> WORK ORDER
In the entries that follow, which lines hold the string "registry"? List them.

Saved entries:
========================================================================
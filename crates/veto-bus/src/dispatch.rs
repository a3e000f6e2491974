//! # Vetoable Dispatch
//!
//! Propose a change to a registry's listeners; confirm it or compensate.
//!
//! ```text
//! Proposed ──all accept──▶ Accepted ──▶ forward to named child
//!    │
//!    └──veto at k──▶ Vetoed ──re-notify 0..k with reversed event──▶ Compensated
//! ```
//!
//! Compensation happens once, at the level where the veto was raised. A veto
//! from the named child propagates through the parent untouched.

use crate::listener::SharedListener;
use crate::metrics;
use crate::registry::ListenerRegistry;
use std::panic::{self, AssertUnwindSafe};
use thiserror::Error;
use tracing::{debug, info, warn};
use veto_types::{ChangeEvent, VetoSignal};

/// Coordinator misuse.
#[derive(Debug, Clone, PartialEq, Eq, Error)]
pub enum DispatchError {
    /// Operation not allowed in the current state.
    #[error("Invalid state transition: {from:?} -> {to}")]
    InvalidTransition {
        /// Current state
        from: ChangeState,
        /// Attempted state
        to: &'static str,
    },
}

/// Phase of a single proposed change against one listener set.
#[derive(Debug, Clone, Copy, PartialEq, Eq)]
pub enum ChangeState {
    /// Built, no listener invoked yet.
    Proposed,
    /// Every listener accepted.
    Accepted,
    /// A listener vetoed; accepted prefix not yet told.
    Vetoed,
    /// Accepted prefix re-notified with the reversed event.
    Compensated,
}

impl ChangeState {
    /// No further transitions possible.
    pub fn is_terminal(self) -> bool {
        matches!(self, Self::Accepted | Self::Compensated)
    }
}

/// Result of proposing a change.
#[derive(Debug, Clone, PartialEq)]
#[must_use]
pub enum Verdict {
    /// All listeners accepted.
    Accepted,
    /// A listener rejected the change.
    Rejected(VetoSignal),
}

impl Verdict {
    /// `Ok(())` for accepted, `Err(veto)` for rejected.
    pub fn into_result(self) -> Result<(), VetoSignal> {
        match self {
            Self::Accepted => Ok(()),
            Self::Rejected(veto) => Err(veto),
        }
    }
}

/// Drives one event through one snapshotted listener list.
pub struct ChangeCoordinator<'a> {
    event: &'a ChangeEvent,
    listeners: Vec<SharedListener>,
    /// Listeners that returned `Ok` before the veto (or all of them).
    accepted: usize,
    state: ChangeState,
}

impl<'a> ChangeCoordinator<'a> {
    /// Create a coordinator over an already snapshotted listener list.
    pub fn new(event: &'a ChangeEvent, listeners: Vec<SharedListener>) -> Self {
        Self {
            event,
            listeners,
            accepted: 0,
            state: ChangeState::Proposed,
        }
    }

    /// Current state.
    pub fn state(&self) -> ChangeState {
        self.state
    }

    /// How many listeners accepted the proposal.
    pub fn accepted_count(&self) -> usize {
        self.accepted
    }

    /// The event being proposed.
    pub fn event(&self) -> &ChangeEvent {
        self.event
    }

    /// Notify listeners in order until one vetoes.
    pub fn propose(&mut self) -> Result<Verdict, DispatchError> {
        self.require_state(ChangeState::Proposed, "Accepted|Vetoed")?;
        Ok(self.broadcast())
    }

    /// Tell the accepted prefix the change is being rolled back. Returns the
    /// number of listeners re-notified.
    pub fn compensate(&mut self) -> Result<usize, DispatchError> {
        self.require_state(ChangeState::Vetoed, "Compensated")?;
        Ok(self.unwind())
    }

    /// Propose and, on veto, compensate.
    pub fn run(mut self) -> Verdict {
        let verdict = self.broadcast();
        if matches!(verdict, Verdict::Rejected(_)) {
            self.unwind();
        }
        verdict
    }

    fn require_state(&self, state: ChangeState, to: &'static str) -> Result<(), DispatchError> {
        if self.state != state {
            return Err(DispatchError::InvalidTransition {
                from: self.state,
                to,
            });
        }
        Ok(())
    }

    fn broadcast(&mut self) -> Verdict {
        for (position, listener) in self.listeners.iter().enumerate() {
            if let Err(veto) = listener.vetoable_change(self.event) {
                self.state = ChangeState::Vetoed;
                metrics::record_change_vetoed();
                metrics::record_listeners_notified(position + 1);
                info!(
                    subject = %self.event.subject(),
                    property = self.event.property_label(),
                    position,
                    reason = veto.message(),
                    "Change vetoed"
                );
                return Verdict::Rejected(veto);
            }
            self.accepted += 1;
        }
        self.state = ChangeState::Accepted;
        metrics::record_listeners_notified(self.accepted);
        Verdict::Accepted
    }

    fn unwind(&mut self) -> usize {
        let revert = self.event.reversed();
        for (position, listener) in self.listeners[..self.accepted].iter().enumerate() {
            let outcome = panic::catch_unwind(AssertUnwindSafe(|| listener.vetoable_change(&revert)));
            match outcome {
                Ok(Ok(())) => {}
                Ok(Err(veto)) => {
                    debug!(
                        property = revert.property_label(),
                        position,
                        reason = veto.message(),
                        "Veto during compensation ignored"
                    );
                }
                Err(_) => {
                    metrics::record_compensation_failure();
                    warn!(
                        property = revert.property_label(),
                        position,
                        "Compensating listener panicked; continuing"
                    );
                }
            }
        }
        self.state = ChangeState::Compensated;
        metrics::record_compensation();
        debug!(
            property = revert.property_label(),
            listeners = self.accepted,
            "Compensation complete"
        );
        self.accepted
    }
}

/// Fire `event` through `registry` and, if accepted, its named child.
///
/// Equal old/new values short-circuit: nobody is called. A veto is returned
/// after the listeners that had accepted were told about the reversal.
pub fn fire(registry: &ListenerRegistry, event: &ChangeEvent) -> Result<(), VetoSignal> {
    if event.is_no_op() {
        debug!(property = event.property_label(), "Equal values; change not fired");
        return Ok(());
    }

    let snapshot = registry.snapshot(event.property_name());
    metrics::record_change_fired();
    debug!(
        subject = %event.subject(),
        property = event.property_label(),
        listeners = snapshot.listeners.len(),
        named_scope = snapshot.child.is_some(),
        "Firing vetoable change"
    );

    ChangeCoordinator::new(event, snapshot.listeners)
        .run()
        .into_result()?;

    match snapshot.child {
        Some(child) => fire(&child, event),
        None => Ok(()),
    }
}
========================================================================
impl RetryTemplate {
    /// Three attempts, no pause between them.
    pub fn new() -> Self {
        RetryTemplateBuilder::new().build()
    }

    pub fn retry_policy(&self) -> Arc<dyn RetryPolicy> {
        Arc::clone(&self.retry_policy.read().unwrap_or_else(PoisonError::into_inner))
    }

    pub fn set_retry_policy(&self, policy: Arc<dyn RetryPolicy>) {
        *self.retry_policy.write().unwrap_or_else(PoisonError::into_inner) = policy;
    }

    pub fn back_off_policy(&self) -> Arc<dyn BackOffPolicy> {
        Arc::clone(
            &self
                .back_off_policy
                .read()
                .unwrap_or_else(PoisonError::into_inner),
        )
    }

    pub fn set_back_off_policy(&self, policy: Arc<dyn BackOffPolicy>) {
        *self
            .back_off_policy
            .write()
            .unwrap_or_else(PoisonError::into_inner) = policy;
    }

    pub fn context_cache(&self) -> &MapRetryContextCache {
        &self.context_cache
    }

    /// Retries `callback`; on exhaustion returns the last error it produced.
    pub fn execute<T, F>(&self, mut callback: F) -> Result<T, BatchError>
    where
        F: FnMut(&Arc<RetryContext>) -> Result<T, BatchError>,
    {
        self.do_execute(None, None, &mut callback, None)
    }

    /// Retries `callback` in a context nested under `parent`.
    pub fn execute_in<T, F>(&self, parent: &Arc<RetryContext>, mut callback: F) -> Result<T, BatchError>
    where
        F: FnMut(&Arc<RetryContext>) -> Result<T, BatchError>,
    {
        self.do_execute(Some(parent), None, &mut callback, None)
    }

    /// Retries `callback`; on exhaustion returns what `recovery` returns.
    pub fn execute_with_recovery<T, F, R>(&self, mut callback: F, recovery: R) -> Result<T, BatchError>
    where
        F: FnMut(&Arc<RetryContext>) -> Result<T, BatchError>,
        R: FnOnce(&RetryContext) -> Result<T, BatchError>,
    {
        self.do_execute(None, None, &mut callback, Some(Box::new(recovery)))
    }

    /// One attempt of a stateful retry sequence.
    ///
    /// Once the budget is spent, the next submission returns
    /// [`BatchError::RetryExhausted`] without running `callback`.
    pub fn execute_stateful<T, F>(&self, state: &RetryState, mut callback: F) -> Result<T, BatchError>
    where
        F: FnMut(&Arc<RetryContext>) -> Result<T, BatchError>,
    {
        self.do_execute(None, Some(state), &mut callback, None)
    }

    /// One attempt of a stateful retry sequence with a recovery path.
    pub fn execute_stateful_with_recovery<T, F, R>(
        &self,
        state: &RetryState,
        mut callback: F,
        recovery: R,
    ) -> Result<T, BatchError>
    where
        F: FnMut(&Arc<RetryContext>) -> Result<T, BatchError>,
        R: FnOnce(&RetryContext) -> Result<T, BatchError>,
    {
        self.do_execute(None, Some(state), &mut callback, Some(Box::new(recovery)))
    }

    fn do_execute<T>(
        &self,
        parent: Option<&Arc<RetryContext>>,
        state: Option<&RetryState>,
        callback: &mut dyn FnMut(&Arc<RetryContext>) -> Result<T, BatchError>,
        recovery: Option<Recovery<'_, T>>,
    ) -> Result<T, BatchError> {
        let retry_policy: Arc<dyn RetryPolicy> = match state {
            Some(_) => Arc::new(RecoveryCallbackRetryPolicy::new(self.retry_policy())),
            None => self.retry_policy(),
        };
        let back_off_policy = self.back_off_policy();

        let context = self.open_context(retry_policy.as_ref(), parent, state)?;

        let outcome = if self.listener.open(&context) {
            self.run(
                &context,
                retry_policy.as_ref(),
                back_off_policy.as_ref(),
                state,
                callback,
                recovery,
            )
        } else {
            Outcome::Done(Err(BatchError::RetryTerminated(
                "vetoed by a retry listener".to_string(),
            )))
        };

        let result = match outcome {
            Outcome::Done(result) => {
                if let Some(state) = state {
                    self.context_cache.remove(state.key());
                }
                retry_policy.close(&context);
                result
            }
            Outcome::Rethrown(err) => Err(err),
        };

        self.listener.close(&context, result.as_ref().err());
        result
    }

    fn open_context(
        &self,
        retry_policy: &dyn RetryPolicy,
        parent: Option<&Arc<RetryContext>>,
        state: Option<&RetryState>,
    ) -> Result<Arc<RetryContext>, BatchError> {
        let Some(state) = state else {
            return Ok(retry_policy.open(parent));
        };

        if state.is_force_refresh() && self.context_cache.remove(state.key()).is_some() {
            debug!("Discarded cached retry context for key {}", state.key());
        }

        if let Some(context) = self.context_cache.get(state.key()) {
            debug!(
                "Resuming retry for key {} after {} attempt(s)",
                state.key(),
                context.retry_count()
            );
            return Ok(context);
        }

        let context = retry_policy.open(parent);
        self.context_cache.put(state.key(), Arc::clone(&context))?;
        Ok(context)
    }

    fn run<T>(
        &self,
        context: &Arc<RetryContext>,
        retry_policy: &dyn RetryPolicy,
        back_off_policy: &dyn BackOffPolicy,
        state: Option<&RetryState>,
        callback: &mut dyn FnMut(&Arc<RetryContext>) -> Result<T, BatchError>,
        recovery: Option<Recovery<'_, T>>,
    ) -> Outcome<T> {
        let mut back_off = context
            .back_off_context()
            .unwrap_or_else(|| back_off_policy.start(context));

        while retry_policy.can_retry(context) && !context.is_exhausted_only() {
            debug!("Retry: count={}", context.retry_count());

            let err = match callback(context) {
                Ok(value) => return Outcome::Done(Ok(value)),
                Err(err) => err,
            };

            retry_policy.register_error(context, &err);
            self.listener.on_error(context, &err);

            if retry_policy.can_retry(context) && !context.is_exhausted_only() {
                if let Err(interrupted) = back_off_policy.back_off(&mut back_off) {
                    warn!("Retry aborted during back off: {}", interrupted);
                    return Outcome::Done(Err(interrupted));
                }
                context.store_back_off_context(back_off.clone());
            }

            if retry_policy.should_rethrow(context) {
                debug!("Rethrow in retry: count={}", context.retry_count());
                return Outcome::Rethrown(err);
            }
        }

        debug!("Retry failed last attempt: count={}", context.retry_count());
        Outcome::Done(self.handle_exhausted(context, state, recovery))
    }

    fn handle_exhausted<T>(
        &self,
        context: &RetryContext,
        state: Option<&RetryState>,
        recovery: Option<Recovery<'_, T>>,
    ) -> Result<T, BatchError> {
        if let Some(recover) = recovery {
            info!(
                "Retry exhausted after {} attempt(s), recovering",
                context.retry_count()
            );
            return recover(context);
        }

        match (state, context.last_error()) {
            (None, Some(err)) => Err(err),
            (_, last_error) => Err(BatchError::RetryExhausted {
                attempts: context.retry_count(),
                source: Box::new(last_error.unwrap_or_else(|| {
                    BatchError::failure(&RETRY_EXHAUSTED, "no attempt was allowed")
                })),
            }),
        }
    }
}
========================================================================
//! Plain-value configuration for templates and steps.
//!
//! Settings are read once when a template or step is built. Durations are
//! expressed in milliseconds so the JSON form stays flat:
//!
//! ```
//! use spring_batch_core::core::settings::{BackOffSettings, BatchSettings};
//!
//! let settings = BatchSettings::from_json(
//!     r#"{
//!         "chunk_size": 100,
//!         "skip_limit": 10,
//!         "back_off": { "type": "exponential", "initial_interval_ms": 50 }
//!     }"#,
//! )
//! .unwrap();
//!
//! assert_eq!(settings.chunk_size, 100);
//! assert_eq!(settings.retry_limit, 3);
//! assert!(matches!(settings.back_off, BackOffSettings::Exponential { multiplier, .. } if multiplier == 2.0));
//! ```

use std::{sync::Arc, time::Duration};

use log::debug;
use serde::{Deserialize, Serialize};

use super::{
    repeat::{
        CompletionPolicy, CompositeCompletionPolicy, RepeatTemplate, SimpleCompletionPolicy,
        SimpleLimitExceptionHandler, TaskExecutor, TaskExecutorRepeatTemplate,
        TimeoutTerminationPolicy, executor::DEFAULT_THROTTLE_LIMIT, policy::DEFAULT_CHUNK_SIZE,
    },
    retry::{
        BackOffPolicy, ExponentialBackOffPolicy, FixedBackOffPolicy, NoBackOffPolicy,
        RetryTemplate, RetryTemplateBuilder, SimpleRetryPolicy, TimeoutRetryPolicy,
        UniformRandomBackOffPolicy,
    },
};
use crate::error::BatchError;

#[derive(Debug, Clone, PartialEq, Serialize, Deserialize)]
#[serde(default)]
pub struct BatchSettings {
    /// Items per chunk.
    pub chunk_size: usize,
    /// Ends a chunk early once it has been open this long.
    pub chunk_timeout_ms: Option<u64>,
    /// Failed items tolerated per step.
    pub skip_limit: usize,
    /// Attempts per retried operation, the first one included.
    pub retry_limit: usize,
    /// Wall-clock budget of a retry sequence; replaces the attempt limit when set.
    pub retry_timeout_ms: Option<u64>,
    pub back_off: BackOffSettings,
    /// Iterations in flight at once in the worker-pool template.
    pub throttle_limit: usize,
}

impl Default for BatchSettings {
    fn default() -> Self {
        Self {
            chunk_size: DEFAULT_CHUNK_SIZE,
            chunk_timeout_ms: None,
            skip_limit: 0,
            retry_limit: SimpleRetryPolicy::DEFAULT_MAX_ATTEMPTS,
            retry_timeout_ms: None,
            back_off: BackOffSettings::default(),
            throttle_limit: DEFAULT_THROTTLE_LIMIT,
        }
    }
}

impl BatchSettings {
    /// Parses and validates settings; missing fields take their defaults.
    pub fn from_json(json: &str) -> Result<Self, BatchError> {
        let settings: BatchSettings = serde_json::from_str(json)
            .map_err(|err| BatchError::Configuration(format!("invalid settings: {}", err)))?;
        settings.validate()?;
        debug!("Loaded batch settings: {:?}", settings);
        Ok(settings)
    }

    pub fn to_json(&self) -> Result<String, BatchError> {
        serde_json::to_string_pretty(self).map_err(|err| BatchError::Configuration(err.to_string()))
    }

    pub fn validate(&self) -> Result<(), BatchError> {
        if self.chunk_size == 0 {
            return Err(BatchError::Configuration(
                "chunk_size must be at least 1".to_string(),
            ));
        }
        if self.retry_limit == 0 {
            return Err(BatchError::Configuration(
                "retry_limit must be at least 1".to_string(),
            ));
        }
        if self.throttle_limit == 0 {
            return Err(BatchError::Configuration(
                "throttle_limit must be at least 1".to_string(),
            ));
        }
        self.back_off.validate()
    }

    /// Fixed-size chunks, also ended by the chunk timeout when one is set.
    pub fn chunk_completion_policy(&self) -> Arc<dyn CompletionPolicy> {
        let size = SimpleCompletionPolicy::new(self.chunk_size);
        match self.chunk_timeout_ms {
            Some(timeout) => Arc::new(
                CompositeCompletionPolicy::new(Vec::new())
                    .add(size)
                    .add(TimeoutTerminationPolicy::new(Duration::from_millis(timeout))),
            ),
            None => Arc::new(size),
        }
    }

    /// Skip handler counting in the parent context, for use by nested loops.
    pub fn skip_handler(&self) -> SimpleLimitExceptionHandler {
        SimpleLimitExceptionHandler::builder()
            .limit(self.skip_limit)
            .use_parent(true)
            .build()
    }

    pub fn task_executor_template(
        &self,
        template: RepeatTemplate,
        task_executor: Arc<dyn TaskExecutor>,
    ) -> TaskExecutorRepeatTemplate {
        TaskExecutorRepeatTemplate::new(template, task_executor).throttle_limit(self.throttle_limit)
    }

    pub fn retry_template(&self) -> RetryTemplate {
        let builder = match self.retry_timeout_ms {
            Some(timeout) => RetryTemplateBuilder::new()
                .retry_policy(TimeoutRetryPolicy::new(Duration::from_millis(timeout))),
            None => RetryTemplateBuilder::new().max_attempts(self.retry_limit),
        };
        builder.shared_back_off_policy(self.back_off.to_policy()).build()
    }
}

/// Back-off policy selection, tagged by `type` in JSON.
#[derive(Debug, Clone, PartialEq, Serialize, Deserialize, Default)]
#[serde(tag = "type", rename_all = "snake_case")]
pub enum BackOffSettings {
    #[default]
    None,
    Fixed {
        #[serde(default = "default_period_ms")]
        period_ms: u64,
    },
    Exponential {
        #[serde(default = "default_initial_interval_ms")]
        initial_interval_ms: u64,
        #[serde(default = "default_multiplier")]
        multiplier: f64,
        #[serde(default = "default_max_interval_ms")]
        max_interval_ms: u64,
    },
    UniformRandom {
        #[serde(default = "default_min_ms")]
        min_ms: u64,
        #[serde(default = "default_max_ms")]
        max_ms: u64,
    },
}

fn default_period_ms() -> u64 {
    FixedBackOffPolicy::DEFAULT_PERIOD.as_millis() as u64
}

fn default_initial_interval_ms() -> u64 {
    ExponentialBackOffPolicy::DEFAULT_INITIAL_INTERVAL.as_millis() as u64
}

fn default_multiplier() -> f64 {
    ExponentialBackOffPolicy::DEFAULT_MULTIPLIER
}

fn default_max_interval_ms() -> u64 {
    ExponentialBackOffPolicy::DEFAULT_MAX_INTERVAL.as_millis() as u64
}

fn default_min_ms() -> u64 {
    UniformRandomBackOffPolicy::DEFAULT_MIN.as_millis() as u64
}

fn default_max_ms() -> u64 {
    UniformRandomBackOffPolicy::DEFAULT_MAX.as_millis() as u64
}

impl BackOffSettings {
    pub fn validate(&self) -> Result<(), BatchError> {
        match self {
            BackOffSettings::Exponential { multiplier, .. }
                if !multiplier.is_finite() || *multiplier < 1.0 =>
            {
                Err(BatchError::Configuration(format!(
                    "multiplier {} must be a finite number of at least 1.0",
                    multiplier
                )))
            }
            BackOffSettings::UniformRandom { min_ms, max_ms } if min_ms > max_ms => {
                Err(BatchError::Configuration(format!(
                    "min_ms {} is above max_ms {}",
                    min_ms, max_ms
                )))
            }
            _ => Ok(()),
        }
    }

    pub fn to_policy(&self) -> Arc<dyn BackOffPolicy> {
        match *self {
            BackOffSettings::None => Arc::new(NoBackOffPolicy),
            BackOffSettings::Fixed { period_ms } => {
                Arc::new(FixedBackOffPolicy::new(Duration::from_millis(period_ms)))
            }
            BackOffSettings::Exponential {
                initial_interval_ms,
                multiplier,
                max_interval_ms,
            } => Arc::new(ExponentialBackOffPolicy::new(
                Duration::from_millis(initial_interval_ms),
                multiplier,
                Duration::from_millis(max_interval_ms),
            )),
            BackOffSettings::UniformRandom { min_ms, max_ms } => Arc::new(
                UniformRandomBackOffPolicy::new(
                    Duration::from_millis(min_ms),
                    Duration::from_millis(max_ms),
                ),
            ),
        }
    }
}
========================================================================
> RESPONSE TO THIS TASK
//! Propose a change to a registry's listeners; confirm it or compensate.
use crate::registry::ListenerRegistry;
/// Fire `event` through `registry` and, if accepted, its named child.
pub fn fire(registry: &ListenerRegistry, event: &ChangeEvent) -> Result<(), VetoSignal> {
    let snapshot = registry.snapshot(event.property_name());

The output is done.